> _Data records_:
• • • •

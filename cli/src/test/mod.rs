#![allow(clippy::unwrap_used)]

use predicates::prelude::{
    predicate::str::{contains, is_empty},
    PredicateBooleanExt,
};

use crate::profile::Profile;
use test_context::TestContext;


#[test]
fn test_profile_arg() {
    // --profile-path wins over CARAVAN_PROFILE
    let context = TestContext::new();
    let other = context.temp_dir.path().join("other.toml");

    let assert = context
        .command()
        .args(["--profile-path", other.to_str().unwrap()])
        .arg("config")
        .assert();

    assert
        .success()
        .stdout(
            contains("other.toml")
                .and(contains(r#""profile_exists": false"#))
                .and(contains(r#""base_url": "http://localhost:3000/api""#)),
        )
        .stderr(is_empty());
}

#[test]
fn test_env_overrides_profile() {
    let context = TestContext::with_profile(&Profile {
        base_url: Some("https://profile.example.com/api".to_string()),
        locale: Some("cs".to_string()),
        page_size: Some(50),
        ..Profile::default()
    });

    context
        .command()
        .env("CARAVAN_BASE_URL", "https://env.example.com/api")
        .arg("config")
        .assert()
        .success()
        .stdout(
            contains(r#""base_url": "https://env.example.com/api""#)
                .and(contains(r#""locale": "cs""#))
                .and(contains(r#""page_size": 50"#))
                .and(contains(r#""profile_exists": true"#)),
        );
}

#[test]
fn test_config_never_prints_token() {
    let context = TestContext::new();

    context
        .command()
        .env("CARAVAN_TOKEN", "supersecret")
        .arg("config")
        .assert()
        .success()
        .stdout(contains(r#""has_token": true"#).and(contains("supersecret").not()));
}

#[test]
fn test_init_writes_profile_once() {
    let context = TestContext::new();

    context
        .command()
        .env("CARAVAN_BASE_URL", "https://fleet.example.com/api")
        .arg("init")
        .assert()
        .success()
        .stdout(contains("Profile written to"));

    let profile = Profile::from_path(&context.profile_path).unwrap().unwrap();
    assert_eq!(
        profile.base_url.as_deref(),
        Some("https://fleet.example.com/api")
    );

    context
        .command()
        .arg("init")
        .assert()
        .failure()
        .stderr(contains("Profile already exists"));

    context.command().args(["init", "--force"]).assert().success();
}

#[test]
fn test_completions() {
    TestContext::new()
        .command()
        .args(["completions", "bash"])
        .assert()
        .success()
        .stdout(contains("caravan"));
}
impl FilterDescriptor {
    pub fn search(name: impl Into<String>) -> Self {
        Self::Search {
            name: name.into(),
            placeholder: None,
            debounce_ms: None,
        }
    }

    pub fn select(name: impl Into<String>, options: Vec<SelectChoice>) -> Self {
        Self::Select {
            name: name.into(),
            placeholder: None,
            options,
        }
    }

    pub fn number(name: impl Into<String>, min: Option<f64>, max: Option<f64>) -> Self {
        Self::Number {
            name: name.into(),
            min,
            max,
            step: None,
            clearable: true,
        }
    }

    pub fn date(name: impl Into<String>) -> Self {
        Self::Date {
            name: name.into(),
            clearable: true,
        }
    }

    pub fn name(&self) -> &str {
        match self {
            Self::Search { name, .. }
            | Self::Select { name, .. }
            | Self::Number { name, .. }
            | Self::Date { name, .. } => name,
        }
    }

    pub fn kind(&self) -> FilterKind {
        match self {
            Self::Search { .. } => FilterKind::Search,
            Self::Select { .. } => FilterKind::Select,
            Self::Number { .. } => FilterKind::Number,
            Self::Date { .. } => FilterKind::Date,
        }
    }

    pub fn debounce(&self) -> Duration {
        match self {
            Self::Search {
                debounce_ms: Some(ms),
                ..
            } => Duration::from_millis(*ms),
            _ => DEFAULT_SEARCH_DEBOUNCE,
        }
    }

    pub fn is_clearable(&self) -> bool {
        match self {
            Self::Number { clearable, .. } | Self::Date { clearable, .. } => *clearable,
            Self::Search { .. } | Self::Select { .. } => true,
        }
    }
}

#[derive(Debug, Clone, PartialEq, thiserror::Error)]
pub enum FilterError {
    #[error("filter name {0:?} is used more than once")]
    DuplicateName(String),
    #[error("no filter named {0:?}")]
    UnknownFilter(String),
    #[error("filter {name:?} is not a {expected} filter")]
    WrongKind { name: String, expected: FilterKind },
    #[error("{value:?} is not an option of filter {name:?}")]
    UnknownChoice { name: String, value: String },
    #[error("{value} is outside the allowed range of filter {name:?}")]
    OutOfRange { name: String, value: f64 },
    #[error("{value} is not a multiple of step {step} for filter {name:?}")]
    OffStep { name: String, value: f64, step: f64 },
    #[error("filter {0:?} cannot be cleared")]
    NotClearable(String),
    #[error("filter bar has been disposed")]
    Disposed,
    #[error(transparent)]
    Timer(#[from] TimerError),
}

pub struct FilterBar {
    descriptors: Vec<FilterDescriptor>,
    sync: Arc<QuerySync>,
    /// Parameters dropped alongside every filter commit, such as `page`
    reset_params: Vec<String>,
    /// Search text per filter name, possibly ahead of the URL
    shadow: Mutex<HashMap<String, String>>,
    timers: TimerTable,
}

• • • •

> _About this task_: Copy all lines of the records that have the string "other" in them.

> _Written solution_:
    let other = context.temp_dir.path().join("other.toml");
        .args(["--profile-path", other.to_str().unwrap()])
            contains("other.toml")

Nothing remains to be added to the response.